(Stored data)
◇ ◇ ◇
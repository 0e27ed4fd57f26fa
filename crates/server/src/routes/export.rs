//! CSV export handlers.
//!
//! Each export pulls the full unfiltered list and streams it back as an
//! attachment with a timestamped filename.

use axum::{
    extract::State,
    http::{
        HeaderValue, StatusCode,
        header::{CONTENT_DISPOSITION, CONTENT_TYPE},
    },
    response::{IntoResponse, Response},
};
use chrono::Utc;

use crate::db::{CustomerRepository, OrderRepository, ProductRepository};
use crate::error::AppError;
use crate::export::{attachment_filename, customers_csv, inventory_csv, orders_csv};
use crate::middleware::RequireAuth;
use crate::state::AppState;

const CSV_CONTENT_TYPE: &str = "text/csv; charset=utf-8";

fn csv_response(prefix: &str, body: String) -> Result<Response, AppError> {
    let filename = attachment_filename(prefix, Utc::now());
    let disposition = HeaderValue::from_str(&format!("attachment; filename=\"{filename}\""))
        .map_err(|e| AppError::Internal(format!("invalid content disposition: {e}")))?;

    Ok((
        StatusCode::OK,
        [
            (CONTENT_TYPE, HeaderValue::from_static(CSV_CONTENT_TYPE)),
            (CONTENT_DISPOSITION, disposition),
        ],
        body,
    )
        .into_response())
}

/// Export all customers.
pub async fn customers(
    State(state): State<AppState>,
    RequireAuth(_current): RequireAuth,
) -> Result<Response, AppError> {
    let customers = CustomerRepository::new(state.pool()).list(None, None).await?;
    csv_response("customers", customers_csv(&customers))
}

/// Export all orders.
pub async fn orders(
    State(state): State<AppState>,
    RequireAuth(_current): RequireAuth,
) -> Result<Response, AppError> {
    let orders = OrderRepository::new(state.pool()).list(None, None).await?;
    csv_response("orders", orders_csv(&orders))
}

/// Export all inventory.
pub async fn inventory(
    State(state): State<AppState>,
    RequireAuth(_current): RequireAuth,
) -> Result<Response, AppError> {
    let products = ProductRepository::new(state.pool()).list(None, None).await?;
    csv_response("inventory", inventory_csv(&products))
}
◇ ◇ ◇
■ WHAT THIS TASK INVOLVES
Output every entry exactly as given.

■ ANSWER SPACE
repository 0e27ed4fd57f26fa
filename crates/server/src/routes/export.rs
//! CSV export handlers.
//!
//! Each export pulls the full unfiltered list and streams it back as an
//! attachment with a timestamped filename.

use axum::{
    extract::State,
    http::{
        HeaderValue, StatusCode,
        header::{CONTENT_DISPOSITION, CONTENT_TYPE},
    },
    response::{IntoResponse, Response},
};
use chrono::Utc;

use crate::db::{CustomerRepository, OrderRepository, ProductRepository};
use crate::error::AppError;
use crate::export::{attachment_filename, customers_csv, inventory_csv, orders_csv};
use crate::middleware::RequireAuth;
use crate::state::AppState;

const CSV_CONTENT_TYPE: &str = "text/csv; charset=utf-8";

fn csv_response(prefix: &str, body: String) -> Result<Response, AppError> {
    let filename = attachment_filename(prefix, Utc::now());
    let disposition = HeaderValue::from_str(&format!("attachment; filename=\"{filename}\""))
        .map_err(|e| AppError::Internal(format!("invalid content disposition: {e}")))?;

    Ok((
        StatusCode::OK,
        [
            (CONTENT_TYPE, HeaderValue::from_static(CSV_CONTENT_TYPE)),
            (CONTENT_DISPOSITION, disposition),
        ],
        body,
    )
        .into_response())
}

/// Export all customers.
pub async fn customers(
    State(state): State<AppState>,
    RequireAuth(_current): RequireAuth,
) -> Result<Response, AppError> {
    let customers = CustomerRepository::new(state.pool()).list(None, None).await?;
    csv_response("customers", customers_csv(&customers))
}

/// Export all orders.
pub async fn orders(
    State(state): State<AppState>,
    RequireAuth(_current): RequireAuth,
) -> Result<Response, AppError> {
    let orders = OrderRepository::new(state.pool()).list(None, None).await?;
    csv_response("orders", orders_csv(&orders))
}

/// Export all inventory.
pub async fn inventory(
    State(state): State<AppState>,
    RequireAuth(_current): RequireAuth,
) -> Result<Response, AppError> {
    let products = ProductRepository::new(state.pool()).list(None, None).await?;
    csv_response("inventory", inventory_csv(&products))
}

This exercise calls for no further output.